- [What is expected] Every record below must be returned exactly as it was received.

Stored data entries
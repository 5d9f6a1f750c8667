//! Link force with partition-dependent strengths.
//!
//! Edges inside a cluster get a strong spring, edges crossing clusters a weak
//! one, so clusters contract internally while staying loosely connected.

use crate::error::LayoutError;
use crate::graph::GraphStore;
use crate::layout::force::link::{BoundLink, Spring};
use crate::layout::force::{BoundForce, Force, check_assignments};

/// Grouped link force built from a snapshot of a graph's edge list and a
/// node→cluster assignment.
pub struct GroupLinkForce {
    /// Spring strength for edges within a cluster.
    pub intra_group: f64,
    /// Spring strength for edges between clusters.
    pub inter_group: f64,
    /// Target rest length for every edge.
    pub distance: f64,
    assignments: Vec<usize>,
    edges: Vec<(usize, usize)>,
    degrees: Vec<usize>,
}

impl GroupLinkForce {
    /// Snapshot the edges of `graph` together with the partition.
    pub fn from_graph(graph: &GraphStore, assignments: Vec<usize>) -> Self {
        Self {
            intra_group: 0.5,
            inter_group: 0.01,
            distance: 30.0,
            assignments,
            edges: graph.edges().collect(),
            degrees: (0..graph.node_count()).map(|u| graph.degree(u)).collect(),
        }
    }
}

impl Force for GroupLinkForce {
    fn bind(&self, graph: &GraphStore) -> Result<Box<dyn BoundForce>, LayoutError> {
        check_assignments(&self.assignments, graph)?;
        let n = graph.node_count();
        let mut springs = Vec::with_capacity(self.edges.len());
        for &(u, v) in &self.edges {
            if u >= n || v >= n {
                return Err(LayoutError::InvalidReference(format!(
                    "link ({u}, {v}) references a node outside the graph ({n} nodes)"
                )));
            }
            let du = self.degrees[u] as f64;
            let dv = self.degrees[v] as f64;
            let strength = if self.assignments[u] == self.assignments[v] {
                self.intra_group
            } else {
                self.inter_group
            };
            springs.push(Spring {
                source: u,
                target: v,
                distance: self.distance,
                strength,
                bias: du / (du + dv),
            });
        }
        Ok(Box::new(BoundLink::new(springs)))
    }
}
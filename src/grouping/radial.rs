//! Radial grouping.
//!
//! Clusters become circles (reported as their bounding squares) with areas
//! proportional to weight within the canvas area budget, spaced at equal
//! angles on a single ring. The ring radius is chosen from the largest
//! circle so that adjacent circles cannot overlap.

use std::f64::consts::PI;

use super::{Group, check_arguments};
use crate::error::LayoutError;

pub struct RadialGrouping;

impl RadialGrouping {
    pub fn new() -> Self {
        Self
    }

    /// Arrange one circle per weight on a ring, in input order, starting at
    /// angle 0.
    pub fn call(
        &self,
        width: f64,
        height: f64,
        weights: &[f64],
    ) -> Result<Vec<Group>, LayoutError> {
        check_arguments(width, height, weights)?;

        let n = weights.len() as f64;
        let total: f64 = weights.iter().sum();
        let max = weights.iter().fold(f64::NEG_INFINITY, |m, &w| w.max(m));
        // A lone cluster sits at the center; sin(pi/n) would be ~0 there.
        let ring_r = if weights.len() == 1 {
            0.0
        } else {
            (width * height * max / total / PI).sqrt() / (PI / n).sin()
        };

        let d_theta = 2.0 * PI / n;
        let mut theta: f64 = 0.0;
        let groups = weights
            .iter()
            .map(|&w| {
                let r = (width * height * w / total / PI).sqrt();
                let group = Group::new(ring_r * theta.cos(), ring_r * theta.sin(), 2.0 * r, 2.0 * r);
                theta += d_theta;
                group
            })
            .collect();
        Ok(groups)
    }
}

impl Default for RadialGrouping {
    fn default() -> Self {
        Self::new()
    }
}

#[cfg(test)]
mod tests {
    use super::*;

    #[test]
    fn test_single_cluster_centered() {
        let groups = RadialGrouping::new().call(100.0, 100.0, &[3.0]).unwrap();
        assert_eq!(groups.len(), 1);
        assert_eq!(groups[0].x, 0.0);
        assert_eq!(groups[0].y, 0.0);
        // Full area budget: pi * r^2 = width * height.
        let r = groups[0].width / 2.0;
        assert!((PI * r * r - 10000.0).abs() < 1e-6);
    }

    #[test]
    fn test_areas_proportional_to_weight() {
        let weights = [1.0, 2.0, 4.0, 8.0];
        let groups = RadialGrouping::new().call(200.0, 100.0, &weights).unwrap();
        let area = |g: &Group| PI * (g.width / 2.0) * (g.width / 2.0);
        let total_weight: f64 = weights.iter().sum();
        for (g, &w) in groups.iter().zip(&weights) {
            assert!((area(g) - w / total_weight * 20000.0).abs() < 1e-6);
        }
    }

    #[test]
    fn test_ring_placement_no_adjacent_overlap() {
        let weights = [5.0, 1.0, 1.0, 5.0, 1.0, 2.0];
        let groups = RadialGrouping::new().call(300.0, 300.0, &weights).unwrap();
        // All on the same ring.
        let ring: Vec<f64> = groups
            .iter()
            .map(|g| (g.x * g.x + g.y * g.y).sqrt())
            .collect();
        for r in &ring {
            assert!((r - ring[0]).abs() < 1e-6);
        }
        // Circle distance between neighbors at least the sum of their radii.
        let m = groups.len();
        for i in 0..m {
            let a = &groups[i];
            let b = &groups[(i + 1) % m];
            let dist = ((a.x - b.x).powi(2) + (a.y - b.y).powi(2)).sqrt();
            assert!(dist + 1e-9 >= a.width / 2.0 + b.width / 2.0);
        }
    }

    #[test]
    fn test_rejects_bad_arguments() {
        let grouping = RadialGrouping::new();
        assert!(matches!(
            grouping.call(100.0, -5.0, &[1.0]),
            Err(LayoutError::InvalidArgument(_))
        ));
        assert!(matches!(
            grouping.call(100.0, 100.0, &[]),
            Err(LayoutError::InvalidArgument(_))
        ));
    }
}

- [Problem solution]
repository 5d9f6a1f750c8667
//! Link force with partition-dependent strengths.
//!
//! Edges inside a cluster get a strong spring, edges crossing clusters a weak
//! one, so clusters contract internally while staying loosely connected.

use crate::error::LayoutError;
use crate::graph::GraphStore;
use crate::layout::force::link::{BoundLink, Spring};
use crate::layout::force::{BoundForce, Force, check_assignments};

/// Grouped link force built from a snapshot of a graph's edge list and a
/// node→cluster assignment.
pub struct GroupLinkForce {
    /// Spring strength for edges within a cluster.
    pub intra_group: f64,
    /// Spring strength for edges between clusters.
    pub inter_group: f64,
    /// Target rest length for every edge.
    pub distance: f64,
    assignments: Vec<usize>,
    edges: Vec<(usize, usize)>,
    degrees: Vec<usize>,
}

impl GroupLinkForce {
    /// Snapshot the edges of `graph` together with the partition.
    pub fn from_graph(graph: &GraphStore, assignments: Vec<usize>) -> Self {
        Self {
            intra_group: 0.5,
            inter_group: 0.01,
            distance: 30.0,
            assignments,
            edges: graph.edges().collect(),
            degrees: (0..graph.node_count()).map(|u| graph.degree(u)).collect(),
        }
    }
}

impl Force for GroupLinkForce {
    fn bind(&self, graph: &GraphStore) -> Result<Box<dyn BoundForce>, LayoutError> {
        check_assignments(&self.assignments, graph)?;
        let n = graph.node_count();
        let mut springs = Vec::with_capacity(self.edges.len());
        for &(u, v) in &self.edges {
            if u >= n || v >= n {
                return Err(LayoutError::InvalidReference(format!(
                    "link ({u}, {v}) references a node outside the graph ({n} nodes)"
                )));
            }
            let du = self.degrees[u] as f64;
            let dv = self.degrees[v] as f64;
            let strength = if self.assignments[u] == self.assignments[v] {
                self.intra_group
            } else {
                self.inter_group
            };
            springs.push(Spring {
                source: u,
                target: v,
                distance: self.distance,
                strength,
                bias: du / (du + dv),
            });
        }
        Ok(Box::new(BoundLink::new(springs)))
    }
}
filename src/grouping/radial.rs
//! Radial grouping.
//!
//! Clusters become circles (reported as their bounding squares) with areas
//! proportional to weight within the canvas area budget, spaced at equal
//! angles on a single ring. The ring radius is chosen from the largest
//! circle so that adjacent circles cannot overlap.

use std::f64::consts::PI;

use super::{Group, check_arguments};
use crate::error::LayoutError;

pub struct RadialGrouping;

impl RadialGrouping {
    pub fn new() -> Self {
        Self
    }

    /// Arrange one circle per weight on a ring, in input order, starting at
    /// angle 0.
    pub fn call(
        &self,
        width: f64,
        height: f64,
        weights: &[f64],
    ) -> Result<Vec<Group>, LayoutError> {
        check_arguments(width, height, weights)?;

        let n = weights.len() as f64;
        let total: f64 = weights.iter().sum();
        let max = weights.iter().fold(f64::NEG_INFINITY, |m, &w| w.max(m));
        // A lone cluster sits at the center; sin(pi/n) would be ~0 there.
        let ring_r = if weights.len() == 1 {
            0.0
        } else {
            (width * height * max / total / PI).sqrt() / (PI / n).sin()
        };

        let d_theta = 2.0 * PI / n;
        let mut theta: f64 = 0.0;
        let groups = weights
            .iter()
            .map(|&w| {
                let r = (width * height * w / total / PI).sqrt();
                let group = Group::new(ring_r * theta.cos(), ring_r * theta.sin(), 2.0 * r, 2.0 * r);
                theta += d_theta;
                group
            })
            .collect();
        Ok(groups)
    }
}

impl Default for RadialGrouping {
    fn default() -> Self {
        Self::new()
    }
}

#[cfg(test)]
mod tests {
    use super::*;

    #[test]
    fn test_single_cluster_centered() {
        let groups = RadialGrouping::new().call(100.0, 100.0, &[3.0]).unwrap();
        assert_eq!(groups.len(), 1);
        assert_eq!(groups[0].x, 0.0);
        assert_eq!(groups[0].y, 0.0);
        // Full area budget: pi * r^2 = width * height.
        let r = groups[0].width / 2.0;
        assert!((PI * r * r - 10000.0).abs() < 1e-6);
    }

    #[test]
    fn test_areas_proportional_to_weight() {
        let weights = [1.0, 2.0, 4.0, 8.0];
        let groups = RadialGrouping::new().call(200.0, 100.0, &weights).unwrap();
        let area = |g: &Group| PI * (g.width / 2.0) * (g.width / 2.0);
        let total_weight: f64 = weights.iter().sum();
        for (g, &w) in groups.iter().zip(&weights) {
            assert!((area(g) - w / total_weight * 20000.0).abs() < 1e-6);
        }
    }

    #[test]
    fn test_ring_placement_no_adjacent_overlap() {
        let weights = [5.0, 1.0, 1.0, 5.0, 1.0, 2.0];
        let groups = RadialGrouping::new().call(300.0, 300.0, &weights).unwrap();
        // All on the same ring.
        let ring: Vec<f64> = groups
            .iter()
            .map(|g| (g.x * g.x + g.y * g.y).sqrt())
            .collect();
        for r in &ring {
            assert!((r - ring[0]).abs() < 1e-6);
        }
        // Circle distance between neighbors at least the sum of their radii.
        let m = groups.len();
        for i in 0..m {
            let a = &groups[i];
            let b = &groups[(i + 1) % m];
            let dist = ((a.x - b.x).powi(2) + (a.y - b.y).powi(2)).sqrt();
            assert!(dist + 1e-9 >= a.width / 2.0 + b.width / 2.0);
        }
    }

    #[test]
    fn test_rejects_bad_arguments() {
        let grouping = RadialGrouping::new();
        assert!(matches!(
            grouping.call(100.0, -5.0, &[1.0]),
            Err(LayoutError::InvalidArgument(_))
        ));
        assert!(matches!(
            grouping.call(100.0, 100.0, &[]),
            Err(LayoutError::InvalidArgument(_))
        ));
    }
}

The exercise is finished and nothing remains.